Abstract: Adding nanoparticles (NPs) to a polymer is a well-established means to improve the organic materials’ thermomechanical properties. To date much interest has been focused on amorphous polymer hosts – instead, here, we consider semicrystalline polymers which constitue more that 65% of all polymers sold. We first revisit our previous finding that nanoparticles (NPs), which are initially miscible with a polymer melt, can be ordered by polymer crystallization under ppropriate conditions. The key variable here is a Peclet number (Pe) that compares the time scale of NP motion to the rate of polymer crystallization. For large Pe the NPs are “frozen” in place during polymer crystallization. However, for Pe values less than 1 the NPs are moved by the growing crystals and selectively placed in the interlamellar, interfibrillar and interspherulitic regions. These results are in line with the Keith and Padden’s findings, expanded on by Russell et al., on the spatial dispersion of amorphous polymer defects in a semicrystalline morphology. The resulting samples have Young’s moduli that are increased by a factor of ~2 relative to ones where the NPs are randomly ordered.

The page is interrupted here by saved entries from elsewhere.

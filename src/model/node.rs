//! Assembled tree/graph nodes and the result envelope.

use serde::{Deserialize, Serialize};
use std::collections::BTreeMap;

use crate::error::{MetaviewError, Result};
use crate::model::properties::PropertiesRegistry;
use crate::model::relationship::RelatedElementSummary;

/// How a node came to be in the structure.
#[derive(Debug, Clone, Copy, Default, PartialEq, Eq, Serialize, Deserialize)]
#[serde(rename_all = "kebab-case")]
pub enum NodeMarker {
    /// Expanded (or a frontier leaf at the depth limit)
    #[default]
    Expanded,
    /// Already on the root-to-node path; never expanded again
    VisitedStub,
    /// Already expanded elsewhere in the structure; back-reference only
    SharedStub,
}

impl NodeMarker {
    pub fn is_stub(&self) -> bool {
        !matches!(self, NodeMarker::Expanded)
    }
}

#[derive(Debug, Clone, Copy, PartialEq, Eq, Serialize, Deserialize)]
#[serde(rename_all = "kebab-case")]
pub enum IssueKind {
    MalformedRecord,
    NotFound,
    RelationshipIntegrity,
    FetchFailed,
    Timeout,
    Cancelled,
}

/// A branch-local failure captured on the node it affected.
#[derive(Debug, Clone, PartialEq, Eq, Serialize, Deserialize)]
#[serde(rename_all = "camelCase")]
pub struct NodeIssue {
    pub kind: IssueKind,
    pub message: String,
    #[serde(default, skip_serializing_if = "Option::is_none")]
    pub relationship_guid: Option<String>,
}

impl NodeIssue {
    pub fn from_error(err: &MetaviewError, relationship_guid: Option<&str>) -> Self {
        let kind = match err {
            MetaviewError::MalformedRecord(_) => IssueKind::MalformedRecord,
            MetaviewError::NotFound(_) => IssueKind::NotFound,
            MetaviewError::RelationshipIntegrity { .. } => IssueKind::RelationshipIntegrity,
            MetaviewError::Timeout { .. } => IssueKind::Timeout,
            _ => IssueKind::FetchFailed,
        };
        let relationship_guid = match err {
            MetaviewError::RelationshipIntegrity {
                relationship_guid, ..
            } => Some(relationship_guid.clone()),
            _ => relationship_guid.map(str::to_string),
        };
        Self {
            kind,
            message: err.to_string(),
            relationship_guid,
        }
    }

    pub fn cancelled() -> Self {
        Self {
            kind: IssueKind::Cancelled,
            message: "expansion cancelled before this level".to_string(),
            relationship_guid: None,
        }
    }
}

#[derive(Debug, Clone, Default, PartialEq, Serialize, Deserialize)]
#[serde(default, rename_all = "camelCase")]
pub struct NodeStatus {
    pub marker: NodeMarker,
    /// Frontier node with unexplored relationships beyond the depth limit
    pub depth_exceeded: bool,
    /// This branch could not be (fully) expanded
    pub partial: bool,
    #[serde(skip_serializing_if = "Vec::is_empty")]
    pub issues: Vec<NodeIssue>,
}

/// One node of an assembled hierarchy or graph.
///
/// `children` holds the primary relationship group; each secondary group
/// lands in `links` under its group name.
#[derive(Debug, Clone, PartialEq, Serialize, Deserialize)]
#[serde(rename_all = "camelCase")]
pub struct GraphNode {
    #[serde(flatten)]
    pub element: RelatedElementSummary,
    #[serde(default)]
    pub children: Vec<GraphNode>,
    #[serde(default, skip_serializing_if = "BTreeMap::is_empty")]
    pub links: BTreeMap<String, Vec<GraphNode>>,
    #[serde(default)]
    pub status: NodeStatus,
}

impl GraphNode {
    pub fn new(element: RelatedElementSummary) -> Self {
        Self {
            element,
            children: Vec::new(),
            links: BTreeMap::new(),
            status: NodeStatus::default(),
        }
    }

    pub fn guid(&self) -> &str {
        self.element.guid()
    }

    pub fn is_stub(&self) -> bool {
        self.status.marker.is_stub()
    }

    /// Children first, then link groups in name order.
    pub fn edges(&self) -> impl Iterator<Item = (Option<&str>, &GraphNode)> {
        self.children.iter().map(|c| (None, c)).chain(
            self.links
                .iter()
                .flat_map(|(name, nodes)| nodes.iter().map(move |n| (Some(name.as_str()), n))),
        )
    }

    /// Pre-order walk over this node and every descendant.
    pub fn iter(&self) -> NodeIter<'_> {
        NodeIter { stack: vec![self] }
    }

    /// First expanded (non-stub) node with this guid, in pre-order.
    pub fn find(&self, guid: &str) -> Option<&GraphNode> {
        self.iter().find(|n| n.guid() == guid && !n.is_stub())
    }

    /// Every root-to-leaf path as guid lists.
    pub fn paths(&self) -> Vec<Vec<String>> {
        let mut out = Vec::new();
        let mut path = Vec::new();
        collect_paths(self, &mut path, &mut out);
        out
    }

    /// Check every variant against its header type name.
    pub fn validate(&self, registry: &PropertiesRegistry) -> Result<()> {
        for node in self.iter() {
            registry.validate(&node.element.header, &node.element.properties)?;
        }
        Ok(())
    }
}

fn collect_paths(node: &GraphNode, path: &mut Vec<String>, out: &mut Vec<Vec<String>>) {
    path.push(node.guid().to_string());
    let mut leaf = true;
    for (_, child) in node.edges() {
        leaf = false;
        collect_paths(child, path, out);
    }
    if leaf {
        out.push(path.clone());
    }
    path.pop();
}

pub struct NodeIter<'a> {
    stack: Vec<&'a GraphNode>,
}

impl<'a> Iterator for NodeIter<'a> {
    type Item = &'a GraphNode;

    fn next(&mut self) -> Option<Self::Item> {
        let node = self.stack.pop()?;
        let edges: Vec<&GraphNode> = node.edges().map(|(_, n)| n).collect();
        self.stack.extend(edges.into_iter().rev());
        Some(node)
    }
}

/// Whether the caller got everything that was asked for.
#[derive(Debug, Clone, Copy, PartialEq, Eq, Serialize, Deserialize)]
#[serde(tag = "state", rename_all = "kebab-case")]
pub enum Completeness {
    Complete,
    #[serde(rename_all = "camelCase")]
    Partial { failed_branches: usize },
    #[serde(rename_all = "camelCase")]
    Cancelled {
        completed_levels: usize,
        failed_branches: usize,
    },
}

impl Completeness {
    pub fn is_complete(&self) -> bool {
        matches!(self, Completeness::Complete)
    }
}

#[derive(Debug, Clone, Copy, Default, PartialEq, Eq, Serialize, Deserialize)]
#[serde(default, rename_all = "camelCase")]
pub struct AssemblyStats {
    pub levels: usize,
    pub fetches: usize,
    pub nodes: usize,
    pub stubs: usize,
    pub skipped_edges: usize,
}

/// Result of one assembly: the tree plus how complete it is.
#[derive(Debug, Clone, PartialEq, Serialize, Deserialize)]
#[serde(rename_all = "camelCase")]
pub struct AssembledGraph {
    pub root: GraphNode,
    pub policy: crate::graph::ExpansionPolicy,
    pub max_depth: usize,
    pub primary_group: String,
    pub completeness: Completeness,
    #[serde(default)]
    pub stats: AssemblyStats,
}

impl AssembledGraph {
    /// True when any branch failed or the traversal was cancelled.
    pub fn partial_result_warning(&self) -> bool {
        !self.completeness.is_complete()
    }

    pub fn to_json(&self) -> Result<String> {
        Ok(serde_json::to_string_pretty(self)?)
    }

    /// Read the wire shape back, rejecting variant/type-name mismatches.
    pub fn from_json(text: &str, registry: &PropertiesRegistry) -> Result<Self> {
        let graph: AssembledGraph = serde_json::from_str(text)?;
        graph.root.validate(registry)?;
        Ok(graph)
    }
}

#[cfg(test)]
mod tests {
    use super::*;
    use crate::repository::RawElementRecord;
    use serde_json::json;

    fn node(guid: &str) -> GraphNode {
        let registry = PropertiesRegistry::new();
        let record = RawElementRecord::new(guid, "Collection", json!({"displayName": guid}));
        GraphNode::new(RelatedElementSummary::direct(&record, &registry).unwrap())
    }

    #[test]
    fn test_preorder_iteration() {
        let mut root = node("a");
        let mut b = node("b");
        b.children.push(node("c"));
        root.children.push(b);
        root.links.insert("links".to_string(), vec![node("d")]);

        let order: Vec<&str> = root.iter().map(|n| n.guid()).collect();
        assert_eq!(order, vec!["a", "b", "c", "d"]);
        assert_eq!(root.paths(), vec![vec!["a", "b", "c"], vec!["a", "d"]]);
    }

    #[test]
    fn test_find_skips_stubs() {
        let mut root = node("a");
        let mut stub = node("b");
        stub.status.marker = NodeMarker::SharedStub;
        root.children.push(stub);
        assert!(root.find("b").is_none());
        assert!(root.find("a").is_some());
    }

    #[test]
    fn test_issue_from_error() {
        let issue = NodeIssue::from_error(
            &MetaviewError::integrity("r7", "far end missing"),
            None,
        );
        assert_eq!(issue.kind, IssueKind::RelationshipIntegrity);
        assert_eq!(issue.relationship_guid.as_deref(), Some("r7"));

        let issue = NodeIssue::from_error(&MetaviewError::Repository("503".into()), None);
        assert_eq!(issue.kind, IssueKind::FetchFailed);
    }

    #[test]
    fn test_wire_shape() {
        let mut root = node("a");
        root.children.push(node("b"));
        let value = serde_json::to_value(&root).unwrap();
        assert!(value.get("header").is_some());
        assert!(value.get("properties").is_some());
        assert!(value.get("relationshipContext").is_none());
        assert_eq!(value["children"][0]["header"]["guid"], json!("b"));
        assert!(value.get("links").is_none());
    }

    #[test]
    fn test_wire_tolerates_unknown_fields() {
        let text = r#"{
            "header": {"guid": "a", "typeName": "Collection", "futureHeaderField": 1},
            "properties": {"kind": "collection", "displayName": "A"},
            "children": [],
            "renderHints": {"colour": "blue"}
        }"#;
        let parsed: GraphNode = serde_json::from_str(text).unwrap();
        assert_eq!(parsed.guid(), "a");
        assert_eq!(parsed.status, NodeStatus::default());
    }

    #[test]
    fn test_completeness_wire() {
        let value = serde_json::to_value(Completeness::Partial { failed_branches: 2 }).unwrap();
        assert_eq!(value, json!({"state": "partial", "failedBranches": 2}));
    }
}
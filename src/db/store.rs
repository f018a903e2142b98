use rusqlite::{params, Transaction};
use serde::{Deserialize, Serialize};

use crate::db::Db;
use crate::error::{MetaviewError, Result};
use crate::repository::{RawElementRecord, RawRelationshipRecord};

/// A set of raw records to write into the snapshot.
#[derive(Debug, Clone, Default, PartialEq, Serialize, Deserialize)]
#[serde(default)]
pub struct RecordBatch {
    pub elements: Vec<RawElementRecord>,
    pub relationships: Vec<RawRelationshipRecord>,
}

impl RecordBatch {
    pub fn is_empty(&self) -> bool {
        self.elements.is_empty() && self.relationships.is_empty()
    }
}

#[derive(Debug, Clone, Copy, Default, PartialEq, Eq)]
pub struct StoreCounts {
    pub elements: usize,
    pub relationships: usize,
    /// Records without a guid cannot be keyed and are left out
    pub skipped: usize,
}

fn upsert_element(tx: &Transaction<'_>, record: &RawElementRecord, source: Option<&str>) -> Result<bool> {
    let Some(guid) = record.guid.as_deref().filter(|g| !g.trim().is_empty()) else {
        return Ok(false);
    };
    let json = serde_json::to_string(record)?;
    tx.execute(
        r#"
        INSERT INTO elements (guid, type_name, record_json, source_path)
        VALUES (?1, ?2, ?3, ?4)
        ON CONFLICT(guid) DO UPDATE SET
            type_name = excluded.type_name,
            record_json = excluded.record_json,
            source_path = excluded.source_path,
            imported_at = CURRENT_TIMESTAMP
        "#,
        params![guid, record.type_name, json, source],
    )?;
    Ok(true)
}

// Updating in place keeps seq, so repository order survives re-imports.
fn upsert_relationship(
    tx: &Transaction<'_>,
    record: &RawRelationshipRecord,
    source: Option<&str>,
) -> Result<bool> {
    let Some(guid) = record.guid.as_deref().filter(|g| !g.trim().is_empty()) else {
        return Ok(false);
    };
    let json = serde_json::to_string(record)?;
    tx.execute(
        r#"
        INSERT INTO relationships (guid, type_name, end1_guid, end2_guid, record_json, source_path)
        VALUES (?1, ?2, ?3, ?4, ?5, ?6)
        ON CONFLICT(guid) DO UPDATE SET
            type_name = excluded.type_name,
            end1_guid = excluded.end1_guid,
            end2_guid = excluded.end2_guid,
            record_json = excluded.record_json,
            source_path = excluded.source_path,
            imported_at = CURRENT_TIMESTAMP
        "#,
        params![guid, record.type_name, record.end1_guid, record.end2_guid, json, source],
    )?;
    Ok(true)
}

/// Upsert a batch in one transaction.
pub async fn import_batch(db: &Db, batch: RecordBatch, source_path: Option<String>) -> Result<StoreCounts> {
    db.with_connection(move |conn| {
        let tx = conn.transaction()?;
        let mut counts = StoreCounts::default();
        let source = source_path.as_deref();

        for element in &batch.elements {
            if upsert_element(&tx, element, source)? {
                counts.elements += 1;
            } else {
                counts.skipped += 1;
            }
        }
        for relationship in &batch.relationships {
            if upsert_relationship(&tx, relationship, source)? {
                counts.relationships += 1;
            } else {
                counts.skipped += 1;
            }
        }

        tx.commit()?;
        Ok::<StoreCounts, MetaviewError>(counts)
    })
    .await
}

#[derive(Debug, Clone, Copy, Default, PartialEq, Eq)]
pub struct SnapshotStats {
    pub elements: i64,
    pub relationships: i64,
    /// Relationships with an end that has no element row
    pub dangling: i64,
}

pub async fn snapshot_stats(db: &Db) -> Result<SnapshotStats> {
    db.with_connection(|conn| {
        let elements = conn.query_row("SELECT COUNT(*) FROM elements", [], |row| row.get(0))?;
        let relationships = conn.query_row("SELECT COUNT(*) FROM relationships", [], |row| row.get(0))?;
        let dangling = conn.query_row(
            r#"
            SELECT COUNT(*) FROM relationships r
            WHERE NOT EXISTS (SELECT 1 FROM elements e WHERE e.guid = r.end1_guid)
               OR NOT EXISTS (SELECT 1 FROM elements e WHERE e.guid = r.end2_guid)
            "#,
            [],
            |row| row.get(0),
        )?;
        Ok(SnapshotStats {
            elements,
            relationships,
            dangling,
        })
    })
    .await
}
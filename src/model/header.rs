//! Element and relationship identity.
//!
//! Headers are compared and hashed by guid only. Two headers fetched through
//! different relationship paths are the same element when their guids match,
//! whatever the rest of the payload says.

use chrono::{DateTime, Utc};
use serde::{Deserialize, Serialize};
use serde_json::Value;
use std::collections::BTreeMap;
use std::fmt;
use std::hash::{Hash, Hasher};

use crate::error::{MetaviewError, Result};
use crate::repository::{RawElementRecord, RawRelationshipRecord};

/// Where a record was mastered.
#[derive(Debug, Clone, PartialEq, Eq, Serialize, Deserialize)]
#[serde(rename_all = "camelCase")]
pub struct ElementOrigin {
    #[serde(default)]
    pub home_metadata_collection_id: Option<String>,
    #[serde(default)]
    pub metadata_collection_name: Option<String>,
    #[serde(default = "default_origin_category")]
    pub origin_category: String,
}

fn default_origin_category() -> String {
    "local-cohort".to_string()
}

impl Default for ElementOrigin {
    fn default() -> Self {
        Self {
            home_metadata_collection_id: None,
            metadata_collection_name: None,
            origin_category: default_origin_category(),
        }
    }
}

/// Audit trail and version token.
#[derive(Debug, Clone, Default, PartialEq, Eq, Serialize, Deserialize)]
#[serde(rename_all = "camelCase")]
pub struct ElementVersions {
    #[serde(default)]
    pub created_by: Option<String>,
    #[serde(default)]
    pub updated_by: Option<String>,
    #[serde(default)]
    pub create_time: Option<DateTime<Utc>>,
    #[serde(default)]
    pub update_time: Option<DateTime<Utc>>,
    #[serde(default)]
    pub version: i64,
}

/// A classification attached to an element (e.g. `Anchors`, `Confidentiality`).
#[derive(Debug, Clone, PartialEq, Serialize, Deserialize)]
#[serde(rename_all = "camelCase")]
pub struct ElementClassification {
    pub name: String,
    #[serde(default, skip_serializing_if = "BTreeMap::is_empty")]
    pub properties: BTreeMap<String, Value>,
}

/// Identity, type and provenance of one element.
#[derive(Debug, Clone, Serialize, Deserialize)]
#[serde(rename_all = "camelCase")]
pub struct ElementHeader {
    pub guid: String,
    pub type_name: String,
    #[serde(default, skip_serializing_if = "Vec::is_empty")]
    pub classifications: Vec<ElementClassification>,
    #[serde(default)]
    pub origin: ElementOrigin,
    #[serde(default)]
    pub versions: ElementVersions,
}

impl ElementHeader {
    /// Build a header from a raw repository record.
    ///
    /// Fails with `MalformedRecord` when the guid or type name is absent or blank.
    pub fn from_record(record: &RawElementRecord) -> Result<Self> {
        let guid = required(record.guid.as_deref(), "element", "guid", None)?;
        let type_name =
            required(record.type_name.as_deref(), "element", "typeName", Some(&guid))?;

        Ok(Self {
            guid,
            type_name,
            classifications: record.classifications.clone(),
            origin: record.origin.clone().unwrap_or_default(),
            versions: record.versions.clone().unwrap_or_default(),
        })
    }

    /// Header with default provenance, mostly for fixtures.
    pub fn new(guid: impl Into<String>, type_name: impl Into<String>) -> Self {
        Self {
            guid: guid.into(),
            type_name: type_name.into(),
            classifications: Vec::new(),
            origin: ElementOrigin::default(),
            versions: ElementVersions::default(),
        }
    }

    pub fn classification(&self, name: &str) -> Option<&ElementClassification> {
        self.classifications.iter().find(|c| c.name == name)
    }
}

impl PartialEq for ElementHeader {
    fn eq(&self, other: &Self) -> bool {
        self.guid == other.guid
    }
}

impl Eq for ElementHeader {}

impl Hash for ElementHeader {
    fn hash<H: Hasher>(&self, state: &mut H) {
        self.guid.hash(state);
    }
}

impl fmt::Display for ElementHeader {
    fn fmt(&self, f: &mut fmt::Formatter<'_>) -> fmt::Result {
        write!(f, "{}({})", self.type_name, self.guid)
    }
}

/// Identity of a relationship instance. The relationship points from end1 to end2.
#[derive(Debug, Clone, Serialize, Deserialize)]
#[serde(rename_all = "camelCase")]
pub struct RelationshipHeader {
    pub guid: String,
    pub type_name: String,
    pub end1_guid: String,
    pub end2_guid: String,
    #[serde(default)]
    pub origin: ElementOrigin,
    #[serde(default)]
    pub versions: ElementVersions,
}

impl RelationshipHeader {
    /// Build a relationship header from a raw record; all four identity fields are required.
    pub fn from_record(record: &RawRelationshipRecord) -> Result<Self> {
        let guid = required(record.guid.as_deref(), "relationship", "guid", None)?;
        let type_name =
            required(record.type_name.as_deref(), "relationship", "typeName", Some(&guid))?;
        let end1_guid =
            required(record.end1_guid.as_deref(), "relationship", "end1Guid", Some(&guid))?;
        let end2_guid =
            required(record.end2_guid.as_deref(), "relationship", "end2Guid", Some(&guid))?;

        Ok(Self {
            guid,
            type_name,
            end1_guid,
            end2_guid,
            origin: record.origin.clone().unwrap_or_default(),
            versions: record.versions.clone().unwrap_or_default(),
        })
    }

    pub fn new(
        guid: impl Into<String>,
        type_name: impl Into<String>,
        end1_guid: impl Into<String>,
        end2_guid: impl Into<String>,
    ) -> Self {
        Self {
            guid: guid.into(),
            type_name: type_name.into(),
            end1_guid: end1_guid.into(),
            end2_guid: end2_guid.into(),
            origin: ElementOrigin::default(),
            versions: ElementVersions::default(),
        }
    }

    /// The end opposite `guid`, or `None` when the relationship does not touch it.
    pub fn other_end(&self, guid: &str) -> Option<&str> {
        if self.end1_guid == guid {
            Some(&self.end2_guid)
        } else if self.end2_guid == guid {
            Some(&self.end1_guid)
        } else {
            None
        }
    }
}

impl PartialEq for RelationshipHeader {
    fn eq(&self, other: &Self) -> bool {
        self.guid == other.guid
    }
}

impl Eq for RelationshipHeader {}

impl Hash for RelationshipHeader {
    fn hash<H: Hasher>(&self, state: &mut H) {
        self.guid.hash(state);
    }
}

impl fmt::Display for RelationshipHeader {
    fn fmt(&self, f: &mut fmt::Formatter<'_>) -> fmt::Result {
        write!(
            f,
            "{}({}: {} -> {})",
            self.type_name, self.guid, self.end1_guid, self.end2_guid
        )
    }
}

fn required(value: Option<&str>, what: &str, field: &str, guid: Option<&str>) -> Result<String> {
    match value.map(str::trim) {
        Some(v) if !v.is_empty() => Ok(v.to_string()),
        _ => Err(MetaviewError::MalformedRecord(match guid {
            Some(g) => format!("{} {} has no {}", what, g, field),
            None => format!("{} record has no {}", what, field),
        })),
    }
}
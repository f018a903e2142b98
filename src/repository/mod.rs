//! Repository collaborator: where raw element and relationship records come from.
//!
//! The assembler never assumes the whole graph is in memory. Every call may be
//! slow, paginated or fail, and implementations decide how records are stored.

mod memory;
mod sqlite;

pub use memory::{FailureMode, InMemoryRepository};
pub use sqlite::SqliteRepository;

use async_trait::async_trait;
use serde::{Deserialize, Serialize};
use serde_json::Value;

use crate::error::Result;
use crate::model::header::{ElementClassification, ElementOrigin, ElementVersions};

/// An element exactly as the repository returned it.
///
/// Identity fields are optional here; `ElementHeader::from_record` decides
/// whether the record is usable.
#[derive(Debug, Clone, Default, PartialEq, Serialize, Deserialize)]
#[serde(default, rename_all = "camelCase")]
pub struct RawElementRecord {
    pub guid: Option<String>,
    pub type_name: Option<String>,
    #[serde(skip_serializing_if = "Vec::is_empty")]
    pub classifications: Vec<ElementClassification>,
    #[serde(skip_serializing_if = "Option::is_none")]
    pub origin: Option<ElementOrigin>,
    #[serde(skip_serializing_if = "Option::is_none")]
    pub versions: Option<ElementVersions>,
    pub properties: Value,
}

impl RawElementRecord {
    pub fn new(guid: &str, type_name: &str, properties: Value) -> Self {
        Self {
            guid: Some(guid.to_string()),
            type_name: Some(type_name.to_string()),
            properties,
            ..Default::default()
        }
    }
}

/// A relationship exactly as the repository returned it; points from end1 to end2.
#[derive(Debug, Clone, Default, PartialEq, Serialize, Deserialize)]
#[serde(default, rename_all = "camelCase")]
pub struct RawRelationshipRecord {
    pub guid: Option<String>,
    pub type_name: Option<String>,
    pub end1_guid: Option<String>,
    pub end2_guid: Option<String>,
    #[serde(skip_serializing_if = "Option::is_none")]
    pub origin: Option<ElementOrigin>,
    #[serde(skip_serializing_if = "Option::is_none")]
    pub versions: Option<ElementVersions>,
    pub properties: Value,
}

impl RawRelationshipRecord {
    pub fn new(guid: &str, type_name: &str, end1_guid: &str, end2_guid: &str) -> Self {
        Self {
            guid: Some(guid.to_string()),
            type_name: Some(type_name.to_string()),
            end1_guid: Some(end1_guid.to_string()),
            end2_guid: Some(end2_guid.to_string()),
            ..Default::default()
        }
    }

    pub fn with_properties(mut self, properties: Value) -> Self {
        self.properties = properties;
        self
    }

    /// Whether this relationship touches `guid` in the requested direction.
    pub fn matches(&self, guid: &str, direction: TraversalDirection) -> bool {
        let end1 = self.end1_guid.as_deref() == Some(guid);
        let end2 = self.end2_guid.as_deref() == Some(guid);
        match direction {
            TraversalDirection::Outgoing => end1,
            TraversalDirection::Incoming => end2,
            TraversalDirection::Both => end1 || end2,
        }
    }

    /// Guid at the opposite end from `guid`.
    pub fn far_end(&self, guid: &str) -> Option<&str> {
        if self.end1_guid.as_deref() == Some(guid) {
            self.end2_guid.as_deref()
        } else if self.end2_guid.as_deref() == Some(guid) {
            self.end1_guid.as_deref()
        } else {
            None
        }
    }
}

/// One relationship plus the far-end element, if the repository could resolve it.
#[derive(Debug, Clone, PartialEq, Serialize, Deserialize)]
#[serde(rename_all = "camelCase")]
pub struct RelatedRecord {
    pub relationship: RawRelationshipRecord,
    #[serde(default)]
    pub element: Option<RawElementRecord>,
}

/// Which relationships of an element to return, relative to that element.
#[derive(Debug, Clone, Copy, Default, PartialEq, Eq, Hash, Serialize, Deserialize)]
#[serde(rename_all = "kebab-case")]
pub enum TraversalDirection {
    /// Element is end1
    #[default]
    Outgoing,
    /// Element is end2
    Incoming,
    Both,
}

impl std::str::FromStr for TraversalDirection {
    type Err = crate::error::MetaviewError;

    fn from_str(s: &str) -> Result<Self> {
        match s {
            "outgoing" | "out" => Ok(TraversalDirection::Outgoing),
            "incoming" | "in" => Ok(TraversalDirection::Incoming),
            "both" => Ok(TraversalDirection::Both),
            other => Err(crate::error::MetaviewError::InvalidInput(format!(
                "unknown direction: {}",
                other
            ))),
        }
    }
}

#[derive(Debug, Clone, Copy, PartialEq, Eq)]
pub struct PageRequest {
    pub start_from: usize,
    pub page_size: usize,
}

impl PageRequest {
    pub fn first(page_size: usize) -> Self {
        Self {
            start_from: 0,
            page_size,
        }
    }

    pub fn next(&self) -> Self {
        Self {
            start_from: self.start_from + self.page_size,
            page_size: self.page_size,
        }
    }
}

/// Read access to a metadata repository.
#[async_trait]
pub trait MetadataRepository: Send + Sync {
    /// Fetch one element; `NotFound` when it does not exist.
    async fn get_element(&self, guid: &str) -> Result<RawElementRecord>;

    /// One page of relationships of `guid` whose type is in `relationship_types`.
    ///
    /// Order is the repository's and is preserved by the assembler. A page
    /// shorter than `page.page_size` is the last one.
    async fn get_relationships(
        &self,
        guid: &str,
        relationship_types: &[String],
        direction: TraversalDirection,
        page: PageRequest,
    ) -> Result<Vec<RelatedRecord>>;
}

#[cfg(test)]
mod tests {
    use super::*;

    #[test]
    fn test_direction_matching() {
        let rel = RawRelationshipRecord::new("r1", "T", "a", "b");
        assert!(rel.matches("a", TraversalDirection::Outgoing));
        assert!(!rel.matches("a", TraversalDirection::Incoming));
        assert!(rel.matches("b", TraversalDirection::Incoming));
        assert!(rel.matches("b", TraversalDirection::Both));
        assert!(!rel.matches("c", TraversalDirection::Both));
        assert_eq!(rel.far_end("a"), Some("b"));
        assert_eq!(rel.far_end("c"), None);
    }

    #[test]
    fn test_direction_parse() {
        assert_eq!("in".parse::<TraversalDirection>().unwrap(), TraversalDirection::Incoming);
        assert!("sideways".parse::<TraversalDirection>().is_err());
    }

    #[test]
    fn test_raw_record_tolerates_unknown_fields() {
        let record: RawElementRecord = serde_json::from_str(
            r#"{"guid": "g1", "typeName": "Collection", "properties": {}, "effectiveTime": 12}"#,
        )
        .unwrap();
        assert_eq!(record.guid.as_deref(), Some("g1"));
    }

    #[test]
    fn test_page_request() {
        let page = PageRequest::first(50);
        assert_eq!(page.next().start_from, 50);
        assert_eq!(page.next().next().start_from, 100);
    }
}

We believe that additional synergies in properties can be obtained if we could move from spherulitic polymer morphologies (which are locally anisotropic but spatially isotropic) to more directionally crystallized samples with a preferential orientation. To this end we employ the zone annealing methodology, a directional crystallization protocol popular in metallurgy and first applied to semicrystalline polymers by Lovinger and Gryte nearly 50 years ago. Using this method, we show that we can order and orient the NP assemblies into desired directions. In addition to these novel experimental findings, we propose a new theoretical framework that allows us to model the directional crystallization of polymers and the key variables that control them.